La BBC News ci ha raccontato la storia di Katie Salmon, partecipante al reality inglese Love Island, durante il quale si è innamorata di Sophie Graydon. Aveva paura della reazione della sua famiglia o del pubblico in generale, ma alla fine dichiarato in tv che ciò che di più l'ha ferita di più è stata la bifobia ricevuta proprio dalla comunità gay-lesbica. L'hanno accusata di usare questa relazione per farsi pubblicità, l'hanno accusata di essere una etero bugiarda o una lesbica vigliacca. "Mi sentivo come tutti dubitavano (che fossi bi). Ero sinceramente molto turbata perché non mi sostenevano proprio nella mia comunità.
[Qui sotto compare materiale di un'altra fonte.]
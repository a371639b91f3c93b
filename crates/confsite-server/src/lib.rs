//! HTTP server for the conference site: configuration and the top-level
//! router that mounts [`confsite_api`] under `/api`.

use std::path::{Path, PathBuf};

use axum::Router;
use confsite_api::{AppState, api_router};
use confsite_core::store::SiteStore;
use serde::Deserialize;
use tower_http::trace::TraceLayer;

// ─── Configuration ────────────────────────────────────────────────────────────

const ENV_PREFIX: &str = "CONFSITE";

/// Runtime server configuration, deserialised from `config.toml` and
/// `CONFSITE_*` environment variables.
#[derive(Deserialize, Clone, Debug)]
pub struct ServerConfig {
  #[serde(default = "default_host")]
  pub host:         String,
  #[serde(default = "default_port")]
  pub port:         u16,
  /// A path, `sqlite://<path>`, or `:memory:`.
  #[serde(default = "default_database_url")]
  pub database_url: String,
  /// Shared admin secret. Empty rejects every protected request.
  #[serde(default)]
  pub admin_secret: String,
}

fn default_host() -> String { "127.0.0.1".to_string() }

fn default_port() -> u16 { 3000 }

fn default_database_url() -> String { "sqlite://confsite.db".to_string() }

impl ServerConfig {
  /// Layer the `CONFSITE_*` environment over the optional TOML file at
  /// `path`. Values stay strings until they meet a typed field, so a secret
  /// like `007` is kept verbatim.
  pub fn load(path: &Path) -> Result<Self, config::ConfigError> {
    Self::load_with(path, config::Environment::with_prefix(ENV_PREFIX))
  }

  fn load_with(path: &Path, env: config::Environment) -> Result<Self, config::ConfigError> {
    config::Config::builder()
      .add_source(config::File::from(path).required(false))
      .add_source(env)
      .build()?
      .try_deserialize()
  }

  pub fn address(&self) -> String { format!("{}:{}", self.host, self.port) }

  /// The connection string with a leading `~/` in its path expanded.
  pub fn resolved_database_url(&self) -> String {
    let (scheme, path) = match self.database_url.strip_prefix("sqlite://") {
      Some(rest) => ("sqlite://", rest),
      None => ("", self.database_url.as_str()),
    };
    format!("{scheme}{}", expand_tilde(Path::new(path)).display())
  }
}

/// Expand a leading `~` to the user's home directory.
pub fn expand_tilde(path: &Path) -> PathBuf {
  let s = path.to_string_lossy();
  if let Some(rest) = s.strip_prefix("~/")
    && let Ok(home) = std::env::var("HOME")
  {
    return PathBuf::from(home).join(rest);
  }
  path.to_path_buf()
}

// ─── Router ───────────────────────────────────────────────────────────────────

/// The full application: the JSON API under `/api` with request tracing.
pub fn app<S>(state: AppState<S>) -> Router
where
  S: SiteStore + Clone + 'static,
{
  Router::new()
    .nest("/api", api_router(state))
    .layer(TraceLayer::new_for_http())
}

#[cfg(test)]
mod tests {
  use std::collections::HashMap;

  use axum::{
    body::Body,
    http::{Request, StatusCode},
  };
  use confsite_api::AdminAuth;
  use confsite_store_sqlite::SqliteStore;
  use tower::ServiceExt as _;

  use super::*;

  fn config(database_url: &str) -> ServerConfig {
    ServerConfig {
      host:         default_host(),
      port:         default_port(),
      database_url: database_url.to_string(),
      admin_secret: String::new(),
    }
  }

  fn load_from_env(vars: &[(&str, &str)]) -> ServerConfig {
    let vars = vars
      .iter()
      .map(|(k, v)| (k.to_string(), v.to_string()))
      .collect::<HashMap<_, _>>();
    let env = config::Environment::with_prefix(ENV_PREFIX).source(Some(vars));
    ServerConfig::load_with(Path::new("no-such-config.toml"), env).unwrap()
  }

  #[test]
  fn load_defaults_without_file_or_env() {
    let cfg = load_from_env(&[]);
    assert_eq!(cfg.address(), "127.0.0.1:3000");
    assert_eq!(cfg.database_url, "sqlite://confsite.db");
    assert_eq!(cfg.admin_secret, "");
  }

  #[test]
  fn numeric_looking_secret_kept_verbatim() {
    let cfg = load_from_env(&[("CONFSITE_ADMIN_SECRET", "007"), ("CONFSITE_PORT", "8080")]);
    assert_eq!(cfg.admin_secret, "007");
    assert_eq!(cfg.port, 8080);
  }

  #[test]
  fn address_joins_host_and_port() {
    assert_eq!(config(":memory:").address(), "127.0.0.1:3000");
  }

  #[test]
  fn database_url_without_tilde_is_unchanged() {
    assert_eq!(config("sqlite://site.db").resolved_database_url(), "sqlite://site.db");
    assert_eq!(config(":memory:").resolved_database_url(), ":memory:");
  }

  #[test]
  fn database_url_tilde_expanded() {
    let Ok(home) = std::env::var("HOME") else { return };
    let resolved = config("sqlite://~/confsite.db").resolved_database_url();
    assert_eq!(resolved, format!("sqlite://{}", Path::new(&home).join("confsite.db").display()));
  }

  #[tokio::test]
  async fn api_mounted_under_prefix() {
    let store = SqliteStore::open_in_memory().await.unwrap();
    let state = AppState::new(store, AdminAuth::new("k"));

    let req = Request::builder().uri("/api/speakers").body(Body::empty()).unwrap();
    let resp = app(state.clone()).oneshot(req).await.unwrap();
    assert_eq!(resp.status(), StatusCode::OK);

    let req = Request::builder().uri("/speakers").body(Body::empty()).unwrap();
    let resp = app(state).oneshot(req).await.unwrap();
    assert_eq!(resp.status(), StatusCode::NOT_FOUND);
  }

  #[tokio::test]
  async fn empty_secret_locks_admin_routes() {
    let store = SqliteStore::open_in_memory().await.unwrap();
    let state = AppState::new(store, AdminAuth::new(config(":memory:").admin_secret));

    let req = Request::builder()
      .method("DELETE")
      .uri("/api/speakers?id=1")
      .header("x-admin-key", "")
      .body(Body::empty())
      .unwrap();
    let resp = app(state).oneshot(req).await.unwrap();
    assert_eq!(resp.status(), StatusCode::UNAUTHORIZED);
  }
}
Che sentimenti avrebbero avuto i bisessuali che in quel momento stavano pensando di fare coming out. Per alcuni uomini, la mia bisessualità è solo "qualcosa di sessuale. Pensano che sia divertimento per loro (...) La loro attitudine è come: 'Quindi se ti piacciono le donne, ti piacciono i triangoli.' Katie si chiede: "Com'è possibile che non mi lascino essere quello che sono?" (Foto in basso: Katie e la sua ragazza nel reality).
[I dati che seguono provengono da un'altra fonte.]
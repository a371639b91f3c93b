//! Error types for `confsite-core`.

use thiserror::Error;

#[derive(Debug, Error, PartialEq, Eq)]
pub enum Error {
  #[error("`{0}` is required")]
  MissingField(&'static str),

  #[error("invalid page slug: {0:?}")]
  InvalidSlug(String),

  #[error("unknown event mode: {0:?}")]
  UnknownEventMode(String),

  #[error("unknown committee role: {0:?}")]
  UnknownCommitteeRole(String),
}

pub type Result<T, E = Error> = std::result::Result<T, E>;
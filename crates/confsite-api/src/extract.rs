//! Extractors whose rejections use the [`ApiError`] body shape.
//!
//! Axum's stock `Json`, `Path` and `Query` reject with plain-text bodies and,
//! for JSON that parses but does not fit the payload type, a 422. These
//! wrappers turn every such rejection into a 400 `{"error": …}`.

use axum::extract::{FromRequest, FromRequestParts};

use crate::error::ApiError;

#[derive(Debug, FromRequest)]
#[from_request(via(axum::Json), rejection(ApiError))]
pub struct ApiJson<T>(pub T);

#[derive(Debug, FromRequestParts)]
#[from_request(via(axum::extract::Path), rejection(ApiError))]
pub struct ApiPath<T>(pub T);

#[derive(Debug, FromRequestParts)]
#[from_request(via(axum::extract::Query), rejection(ApiError))]
pub struct ApiQuery<T>(pub T);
La BBC News ci porta un'altra storia interessante. Questa volta un uomo, Lewis Oakley, che aveva un fidanzato a 19 anni, dopo essersi trasferito a Londra, dove si è fatto molti amici gay. La sorpresa arrivò quando si mise una ragazza. Molti dei suoi amici l'hanno presa malissimo e diversi amici della sua ragazza gli dissero di lasciarlo perché era gay. "Finirai per trovarlo a letto con un uomo, non puoi soddisfarlo", dicevano alla mia ragazza. "Non capisco. Se fossi gay, mi dichiarerei semplicemente gay." "Una volta i miei amici gay mi hanno visto in un bar a baciarmi per una ragazza e hanno iniziato a prendermi in giro nel nostro gruppo whatzup" (foto in basso: Lewis Oakley).
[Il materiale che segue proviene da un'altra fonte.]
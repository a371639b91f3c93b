//! Encoding and decoding helpers between domain types and the plain-text
//! representations stored in SQLite columns.
//!
//! Timestamps are stored as RFC 3339 UTC strings with fixed microsecond
//! precision, so lexical order matches chronological order. Enums are stored
//! as their variant text. Decoding failures surface as
//! [`rusqlite::Error::FromSqlConversionFailure`] so they can be raised from
//! inside a row-mapping closure.

use chrono::{DateTime, SecondsFormat, SubsecRound as _, Utc};
use confsite_core::{committee::CommitteeRole, settings::EventMode};
use rusqlite::{Row, types::Type};

// ─── DateTime<Utc> ───────────────────────────────────────────────────────────

/// The current time at the precision the store persists.
pub fn now() -> DateTime<Utc> { Utc::now().trunc_subsecs(6) }

pub fn encode_dt(dt: DateTime<Utc>) -> String { dt.to_rfc3339_opts(SecondsFormat::Micros, true) }

pub fn dt_column(row: &Row<'_>, idx: usize) -> rusqlite::Result<DateTime<Utc>> {
  let text: String = row.get(idx)?;
  DateTime::parse_from_rfc3339(&text)
    .map(|dt| dt.with_timezone(&Utc))
    .map_err(|e| rusqlite::Error::FromSqlConversionFailure(idx, Type::Text, Box::new(e)))
}

// ─── Enums ───────────────────────────────────────────────────────────────────

pub fn event_mode_column(row: &Row<'_>, idx: usize) -> rusqlite::Result<EventMode> {
  let text: String = row.get(idx)?;
  EventMode::parse(&text)
    .map_err(|e| rusqlite::Error::FromSqlConversionFailure(idx, Type::Text, Box::new(e)))
}

pub fn role_column(row: &Row<'_>, idx: usize) -> rusqlite::Result<CommitteeRole> {
  let text: String = row.get(idx)?;
  CommitteeRole::parse(&text)
    .map_err(|e| rusqlite::Error::FromSqlConversionFailure(idx, Type::Text, Box::new(e)))
}

#[cfg(test)]
mod tests {
  use super::*;

  #[test]
  fn timestamps_have_fixed_width() {
    let a = encode_dt(now());
    assert!(a.ends_with('Z'));
    // 2026-10-16T12:00:00.123456Z
    assert_eq!(a.len(), 27);
  }
}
"Nel caso degli uomini, si presume in anticipo che siano nella fase di accettazione del dichiararsi gay. E nel caso delle donne, si presume che stiano fingendo", dice Katie. Il machismo influenza indubbiamente questo enorme pregiudizio: ancora una volta la sessualità femminile si vede come un semplice prolungamento di un desiderio maschile. Si scopre che per la maggior parte dei bifobi, spiega l'associazione Stonewall, un uomo bisessuale piacciono solo gli uomini, così come ad una donna bisessuale. Il machismo la fa da padrone.
Ovviamente ci riferiamo a gruppi di persone che si accettano e si dichiarano tranquillamente bisessuali nell'ambito dell'accettazione della propria sessualità.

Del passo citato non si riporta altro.